WakeIQX schema evolved through 4 migrations:

Migration 0001: Initial Schema (v1.0.0)

Created the foundational context_snapshots table:

Core columns: id, project, summary, source, metadata, tags, timestamp
Indexes: project, timestamp, project+timestamp

Purpose: Basic context preservation and retrieval.

Migration 0002: Add Causality (v2.0.0 - Layer 1)

Added causal tracking columns:

action_type: Classify what created the context
rationale: Explain WHY it was saved
dependencies: Track related contexts
caused_by: Link to parent context

Purpose: Enable causal chain reconstruction and decision tracing.

Migration 0003: Add Memory Manager (v2.0.0 - Layer 2)

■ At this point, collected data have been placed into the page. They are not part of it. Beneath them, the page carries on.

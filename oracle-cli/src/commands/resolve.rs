//! `resolve`: run the decision pipeline for one market and sign the result

use std::path::PathBuf;
use std::sync::Arc;

use chrono::Duration as ChronoDuration;
use oracle_core::{Decision, MarketQuestion, OracleError, Stage};
use oracle_research::{DecisionPipeline, OpenAIReasoner};
use oracle_signer::{Attestation, OracleWallet, ProposalSigner};
use oracle_tools::{standard_registry, MetricsCollector, ToolMetricsSnapshot};
use serde::Serialize;
use tokio_util::sync::CancellationToken;
use tracing::{info, warn};

use crate::config::OracleConfig;

use super::{emit_json, read_json};

#[derive(Debug, Clone)]
pub struct ResolveArgs {
    pub question: PathBuf,
    pub output: Option<PathBuf>,
    pub sign: bool,
}

/// Everything produced by one resolution run
#[derive(Debug, Serialize)]
#[serde(rename_all = "camelCase")]
pub struct ResolutionReport {
    pub question: MarketQuestion,
    pub decision: Decision,
    #[serde(skip_serializing_if = "Option::is_none")]
    pub attestation: Option<Attestation>,
    pub tool_metrics: Vec<ToolMetricsSnapshot>,
}

pub async fn resolve(config: &OracleConfig, args: ResolveArgs) -> anyhow::Result<()> {
    let question: MarketQuestion = read_json(&args.question, "market question").await?;
    question.validate()?;

    // Fail on signing configuration before spending on reasoning calls
    let signer = if args.sign {
        let wallet = OracleWallet::from_private_key(config.require_private_key()?).map_err(OracleError::from)?;
        let validity = ChronoDuration::from_std(config.proposal_validity)
            .map_err(|e| OracleError::config(format!("ORACLE_PROPOSAL_VALIDITY_SECS out of range: {e}")))?;
        Some(ProposalSigner::new(wallet, config.domain()?).with_validity(validity))
    } else {
        None
    };

    let collector = Arc::new(MetricsCollector::new());
    let registry = Arc::new(standard_registry(&config.tools, &collector)?);
    info!("Registered {} tools", registry.len());

    let reasoner = OpenAIReasoner::new(config.require_openai_key()?)?
        .with_base_url(&config.openai_base_url)
        .with_model(&config.openai_model);
    info!("Using model {}", reasoner.model());

    let pipeline = DecisionPipeline::new(Arc::new(reasoner), registry);

    let cancel = CancellationToken::new();
    let watchdog = spawn_watchdog(cancel.clone(), config.run_timeout);

    let outcome = pipeline.run(&question, &cancel).await;
    watchdog.abort();
    let decision = outcome?;

    info!(
        "Decided outcome {} with confidence {:.2} ({} facts, {} citations)",
        decision.outcome_id,
        decision.confidence,
        decision.facts.len(),
        decision.citations.len()
    );

    let attestation = match &signer {
        Some(signer) => Some(
            signer
                .sign_decision(&question, &decision)
                .await
                .map_err(|e| OracleError::from(e).in_stage(Stage::Sign))?,
        ),
        None => {
            warn!("Signing disabled, report carries no attestation");
            None
        }
    };

    let tool_metrics = collector.snapshots();
    for snapshot in &tool_metrics {
        info!(
            "Tool {}: {} calls, {} errors, avg {:?}",
            snapshot.tool,
            snapshot.invocations,
            snapshot.errors,
            snapshot.average_duration()
        );
    }

    let report = ResolutionReport {
        question,
        decision,
        attestation,
        tool_metrics,
    };
    emit_json(&report, args.output.as_deref()).await
}

/// Cancel the run on Ctrl-C or once the run deadline passes
fn spawn_watchdog(cancel: CancellationToken, deadline: std::time::Duration) -> tokio::task::JoinHandle<()> {
    tokio::spawn(async move {
        tokio::select! {
            _ = tokio::signal::ctrl_c() => warn!("Interrupted, cancelling run"),
            _ = tokio::time::sleep(deadline) => warn!("Run deadline of {:?} reached, cancelling", deadline),
            _ = cancel.cancelled() => return,
        }
        cancel.cancel();
    })
}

Added memory management columns:

memory_tier: ACTIVE/RECENT/ARCHIVED/EXPIRED classification
last_accessed: LRU tracking
access_count: Usage frequency

Purpose: Enable intelligent lifecycle management and pruning.

Migration 0004: Add Propagation Engine (v3.0.0 - Layer 3)

Added prediction columns:

prediction_score: 0.0-1.0 future access likelihood
last_predicted: Staleness tracking
predicted_next_access: Estimated access time
propagation_reason: Explainability

Purpose: Enable pre-fetching and intelligent prioritization.

Query Patterns

Common Queries

1. Load recent contexts for a project:

sql

SELECT * FROM context_snapshots
WHERE project = ?
ORDER BY timestamp DESC
LIMIT ?;

Uses index: idx_project_timestamp

2. Build causal chain backwards:

sql

-- Recursive CTE to traverse causal links
WITH RECURSIVE causal_chain AS (
  -- Start with target snapshot
  SELECT * FROM context_snapshots WHERE id = ?

  UNION ALL

  -- Follow causedBy links backwards
  SELECT cs.* FROM context_snapshots cs
  JOIN causal_chain cc ON cs.id = cc.caused_by
)
SELECT * FROM causal_chain;

Uses index: idx_contexts_caused_by

3. Get memory tier statistics:

sql

SELECT
  memory_tier,
  COUNT(*) as count
FROM context_snapshots
WHERE project = ?
GROUP BY memory_tier;

Uses index: idx_contexts_memory_tier

4. Find expired contexts for pruning:

sql

SELECT * FROM context_snapshots
WHERE memory_tier = 'EXPIRED'
ORDER BY last_accessed ASC NULLS FIRST
LIMIT ?;

Uses index: idx_contexts_tier_accessed

5. Get high-value contexts for pre-fetching:

sql

SELECT * FROM context_snapshots
WHERE project = ?
  AND prediction_score >= ?
ORDER BY prediction_score DESC
LIMIT ?;

Uses index: idx_context_snapshots_project_prediction

6. Find stale predictions:

sql

SELECT * FROM context_snapshots
WHERE project = ?
  AND (last_predicted IS NULL
       OR last_predicted < datetime('now', '-24 hours'))
ORDER BY last_predicted ASC NULLS FIRST;

Uses index: idx_context_snapshots_last_predicted

Data Types

TEXT (String)

Used for:

IDs (UUIDs as strings)
Timestamps (ISO 8601 strings)
JSON data (stringified objects)
Human-readable text

Why TEXT over VARCHAR?

SQLite treats TEXT and VARCHAR identically
No arbitrary length limits
Semantic clarity (TEXT = textual data)

REAL (Float)

Used for:

prediction_score: 0.0 to 1.0 decimal values

Why REAL?

Fractional scores need decimal precision
INTEGER (0-100) would lose granularity

INTEGER

Used for:

access_count: Whole number counts

Why INTEGER?

Counts are always whole numbers
Efficient storage and indexing

DATETIME

Used for:

timestamp: Creation time (default CURRENT_TIMESTAMP)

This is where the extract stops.